What you should do: From the entries below, transcribe exactly the lines between the line holding "if info.algorithm.oid != RSA_ENCRYPTION" and the line holding "assert!(verify_signature(NONCE, TRUSTED_SIG, TRUSTED_PUBLIC));", inclusive; skip all other lines.

Source data:
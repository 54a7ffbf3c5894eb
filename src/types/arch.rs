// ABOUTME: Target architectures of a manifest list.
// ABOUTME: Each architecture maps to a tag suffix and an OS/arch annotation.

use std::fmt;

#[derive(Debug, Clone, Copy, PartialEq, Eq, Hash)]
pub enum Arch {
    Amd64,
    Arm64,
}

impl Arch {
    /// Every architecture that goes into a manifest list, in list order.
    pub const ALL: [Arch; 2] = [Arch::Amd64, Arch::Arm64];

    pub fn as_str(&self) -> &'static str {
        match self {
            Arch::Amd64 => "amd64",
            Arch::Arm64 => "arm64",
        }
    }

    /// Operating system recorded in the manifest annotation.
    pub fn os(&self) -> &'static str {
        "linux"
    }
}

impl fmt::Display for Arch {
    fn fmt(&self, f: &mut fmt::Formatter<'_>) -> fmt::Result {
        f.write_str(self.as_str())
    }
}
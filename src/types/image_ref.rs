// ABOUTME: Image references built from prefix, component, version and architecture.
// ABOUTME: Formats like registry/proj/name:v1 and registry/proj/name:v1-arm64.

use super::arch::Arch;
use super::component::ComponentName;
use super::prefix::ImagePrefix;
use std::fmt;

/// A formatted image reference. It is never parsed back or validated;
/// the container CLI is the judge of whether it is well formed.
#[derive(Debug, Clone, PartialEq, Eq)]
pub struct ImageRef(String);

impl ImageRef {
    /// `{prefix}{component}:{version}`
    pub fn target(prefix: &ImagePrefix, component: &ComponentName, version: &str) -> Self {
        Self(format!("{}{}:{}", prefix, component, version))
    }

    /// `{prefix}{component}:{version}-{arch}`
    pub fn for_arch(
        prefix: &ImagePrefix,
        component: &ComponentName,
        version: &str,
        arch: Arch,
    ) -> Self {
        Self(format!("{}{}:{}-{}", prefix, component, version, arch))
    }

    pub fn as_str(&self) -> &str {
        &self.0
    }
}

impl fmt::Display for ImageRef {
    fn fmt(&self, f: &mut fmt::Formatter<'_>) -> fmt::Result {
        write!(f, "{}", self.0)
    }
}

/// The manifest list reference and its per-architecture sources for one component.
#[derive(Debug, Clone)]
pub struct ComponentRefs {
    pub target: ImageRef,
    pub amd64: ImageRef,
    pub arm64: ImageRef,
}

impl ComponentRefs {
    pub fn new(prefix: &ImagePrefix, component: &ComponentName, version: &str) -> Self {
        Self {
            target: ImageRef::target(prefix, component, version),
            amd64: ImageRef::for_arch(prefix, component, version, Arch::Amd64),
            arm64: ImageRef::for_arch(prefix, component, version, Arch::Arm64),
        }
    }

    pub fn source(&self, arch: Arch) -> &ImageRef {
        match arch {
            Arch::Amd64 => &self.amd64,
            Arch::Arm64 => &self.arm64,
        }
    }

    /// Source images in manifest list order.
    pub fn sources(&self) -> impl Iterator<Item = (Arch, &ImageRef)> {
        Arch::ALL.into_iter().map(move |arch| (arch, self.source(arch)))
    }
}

==

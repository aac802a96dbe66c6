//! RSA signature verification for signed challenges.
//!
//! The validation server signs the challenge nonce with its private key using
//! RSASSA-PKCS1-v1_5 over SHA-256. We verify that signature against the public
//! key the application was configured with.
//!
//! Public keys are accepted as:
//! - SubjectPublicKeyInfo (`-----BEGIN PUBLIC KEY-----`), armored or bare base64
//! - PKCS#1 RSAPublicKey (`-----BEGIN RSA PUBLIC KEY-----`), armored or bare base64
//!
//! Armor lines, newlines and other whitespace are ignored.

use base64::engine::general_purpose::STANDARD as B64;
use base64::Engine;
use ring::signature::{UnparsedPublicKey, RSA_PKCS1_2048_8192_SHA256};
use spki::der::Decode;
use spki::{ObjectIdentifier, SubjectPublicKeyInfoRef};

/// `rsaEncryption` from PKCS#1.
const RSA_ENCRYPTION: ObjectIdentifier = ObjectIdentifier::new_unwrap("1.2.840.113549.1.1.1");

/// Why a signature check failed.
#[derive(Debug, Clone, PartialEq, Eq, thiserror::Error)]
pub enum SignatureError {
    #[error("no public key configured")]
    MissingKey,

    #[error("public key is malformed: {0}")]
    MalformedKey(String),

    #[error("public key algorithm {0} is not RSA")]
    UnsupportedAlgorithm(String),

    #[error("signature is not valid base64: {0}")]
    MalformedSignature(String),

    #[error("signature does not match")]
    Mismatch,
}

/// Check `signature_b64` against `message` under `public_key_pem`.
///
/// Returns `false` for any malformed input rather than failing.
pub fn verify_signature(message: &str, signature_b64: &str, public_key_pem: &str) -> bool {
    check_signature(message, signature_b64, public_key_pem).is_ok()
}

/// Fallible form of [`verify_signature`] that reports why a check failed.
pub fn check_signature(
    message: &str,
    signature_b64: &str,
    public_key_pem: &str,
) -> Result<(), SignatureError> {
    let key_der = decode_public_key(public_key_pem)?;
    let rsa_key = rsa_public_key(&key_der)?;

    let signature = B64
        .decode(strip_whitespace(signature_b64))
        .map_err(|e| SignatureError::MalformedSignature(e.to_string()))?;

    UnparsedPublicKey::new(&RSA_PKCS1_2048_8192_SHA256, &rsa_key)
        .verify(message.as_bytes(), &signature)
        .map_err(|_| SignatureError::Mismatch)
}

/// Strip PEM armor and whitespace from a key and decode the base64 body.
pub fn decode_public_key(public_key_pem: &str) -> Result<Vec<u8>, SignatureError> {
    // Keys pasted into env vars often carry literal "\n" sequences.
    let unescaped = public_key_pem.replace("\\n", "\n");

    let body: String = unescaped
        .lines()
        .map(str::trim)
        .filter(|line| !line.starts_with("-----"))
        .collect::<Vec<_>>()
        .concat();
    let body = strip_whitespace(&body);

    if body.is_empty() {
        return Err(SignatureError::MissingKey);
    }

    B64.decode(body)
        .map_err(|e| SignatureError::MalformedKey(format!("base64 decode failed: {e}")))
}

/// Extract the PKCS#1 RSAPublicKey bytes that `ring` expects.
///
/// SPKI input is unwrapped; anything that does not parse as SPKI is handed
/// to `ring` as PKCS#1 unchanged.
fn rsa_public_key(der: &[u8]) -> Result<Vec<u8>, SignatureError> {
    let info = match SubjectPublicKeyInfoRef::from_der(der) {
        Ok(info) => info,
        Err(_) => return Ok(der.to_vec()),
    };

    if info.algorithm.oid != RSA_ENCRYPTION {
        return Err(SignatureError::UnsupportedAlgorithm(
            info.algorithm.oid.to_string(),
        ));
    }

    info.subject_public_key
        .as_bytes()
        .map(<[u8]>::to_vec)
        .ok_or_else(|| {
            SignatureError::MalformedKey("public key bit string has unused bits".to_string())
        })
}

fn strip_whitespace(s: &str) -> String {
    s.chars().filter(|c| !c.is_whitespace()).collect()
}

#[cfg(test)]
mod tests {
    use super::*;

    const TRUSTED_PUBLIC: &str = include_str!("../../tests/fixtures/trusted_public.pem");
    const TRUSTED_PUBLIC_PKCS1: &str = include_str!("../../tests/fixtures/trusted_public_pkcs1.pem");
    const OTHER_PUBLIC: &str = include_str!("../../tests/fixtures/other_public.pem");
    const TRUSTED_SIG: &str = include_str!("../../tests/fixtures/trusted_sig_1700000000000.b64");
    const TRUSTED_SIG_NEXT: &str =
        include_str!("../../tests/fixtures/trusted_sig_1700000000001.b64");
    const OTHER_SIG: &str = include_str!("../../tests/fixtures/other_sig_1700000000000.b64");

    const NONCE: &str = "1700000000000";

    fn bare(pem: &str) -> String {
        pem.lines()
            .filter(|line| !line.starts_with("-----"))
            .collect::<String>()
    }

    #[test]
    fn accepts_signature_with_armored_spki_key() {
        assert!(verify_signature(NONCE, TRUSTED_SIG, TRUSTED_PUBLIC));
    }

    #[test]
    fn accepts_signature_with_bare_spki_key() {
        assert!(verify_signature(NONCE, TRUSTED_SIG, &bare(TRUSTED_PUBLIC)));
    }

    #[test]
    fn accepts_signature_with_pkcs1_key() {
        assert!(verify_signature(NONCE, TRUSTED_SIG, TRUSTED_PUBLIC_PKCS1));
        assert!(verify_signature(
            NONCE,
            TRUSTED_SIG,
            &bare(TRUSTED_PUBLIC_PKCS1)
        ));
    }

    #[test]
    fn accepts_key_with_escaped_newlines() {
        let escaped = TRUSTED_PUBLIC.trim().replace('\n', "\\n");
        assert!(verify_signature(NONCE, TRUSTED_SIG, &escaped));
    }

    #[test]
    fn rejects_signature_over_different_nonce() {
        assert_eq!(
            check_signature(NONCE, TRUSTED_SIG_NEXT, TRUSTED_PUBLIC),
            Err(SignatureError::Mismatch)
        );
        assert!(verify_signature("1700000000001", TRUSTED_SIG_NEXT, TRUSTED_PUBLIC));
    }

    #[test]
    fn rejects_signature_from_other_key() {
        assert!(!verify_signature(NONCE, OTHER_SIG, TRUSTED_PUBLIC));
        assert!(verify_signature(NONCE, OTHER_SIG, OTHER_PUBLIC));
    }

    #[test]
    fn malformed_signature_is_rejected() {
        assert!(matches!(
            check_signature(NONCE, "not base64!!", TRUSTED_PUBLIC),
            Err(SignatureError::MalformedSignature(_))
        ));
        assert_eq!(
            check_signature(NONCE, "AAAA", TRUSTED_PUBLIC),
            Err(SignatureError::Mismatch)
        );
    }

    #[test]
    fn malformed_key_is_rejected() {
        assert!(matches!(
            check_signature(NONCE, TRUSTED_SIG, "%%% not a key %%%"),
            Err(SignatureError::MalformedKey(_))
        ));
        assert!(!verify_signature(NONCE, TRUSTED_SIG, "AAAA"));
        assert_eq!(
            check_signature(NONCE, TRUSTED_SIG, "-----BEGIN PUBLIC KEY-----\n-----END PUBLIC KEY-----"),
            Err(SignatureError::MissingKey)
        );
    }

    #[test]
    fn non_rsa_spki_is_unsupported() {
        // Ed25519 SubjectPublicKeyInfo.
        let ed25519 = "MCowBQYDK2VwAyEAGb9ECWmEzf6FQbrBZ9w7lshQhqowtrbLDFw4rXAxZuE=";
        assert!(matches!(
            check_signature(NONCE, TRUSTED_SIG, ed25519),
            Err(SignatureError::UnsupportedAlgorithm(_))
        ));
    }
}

Response:
    if info.algorithm.oid != RSA_ENCRYPTION {
        return Err(SignatureError::UnsupportedAlgorithm(
            info.algorithm.oid.to_string(),
        ));
    }

    info.subject_public_key
        .as_bytes()
        .map(<[u8]>::to_vec)
        .ok_or_else(|| {
            SignatureError::MalformedKey("public key bit string has unused bits".to_string())
        })
}

fn strip_whitespace(s: &str) -> String {
    s.chars().filter(|c| !c.is_whitespace()).collect()
}

#[cfg(test)]
mod tests {
    use super::*;

    const TRUSTED_PUBLIC: &str = include_str!("../../tests/fixtures/trusted_public.pem");
    const TRUSTED_PUBLIC_PKCS1: &str = include_str!("../../tests/fixtures/trusted_public_pkcs1.pem");
    const OTHER_PUBLIC: &str = include_str!("../../tests/fixtures/other_public.pem");
    const TRUSTED_SIG: &str = include_str!("../../tests/fixtures/trusted_sig_1700000000000.b64");
    const TRUSTED_SIG_NEXT: &str =
        include_str!("../../tests/fixtures/trusted_sig_1700000000001.b64");
    const OTHER_SIG: &str = include_str!("../../tests/fixtures/other_sig_1700000000000.b64");

    const NONCE: &str = "1700000000000";

    fn bare(pem: &str) -> String {
        pem.lines()
            .filter(|line| !line.starts_with("-----"))
            .collect::<String>()
    }

    #[test]
    fn accepts_signature_with_armored_spki_key() {
        assert!(verify_signature(NONCE, TRUSTED_SIG, TRUSTED_PUBLIC));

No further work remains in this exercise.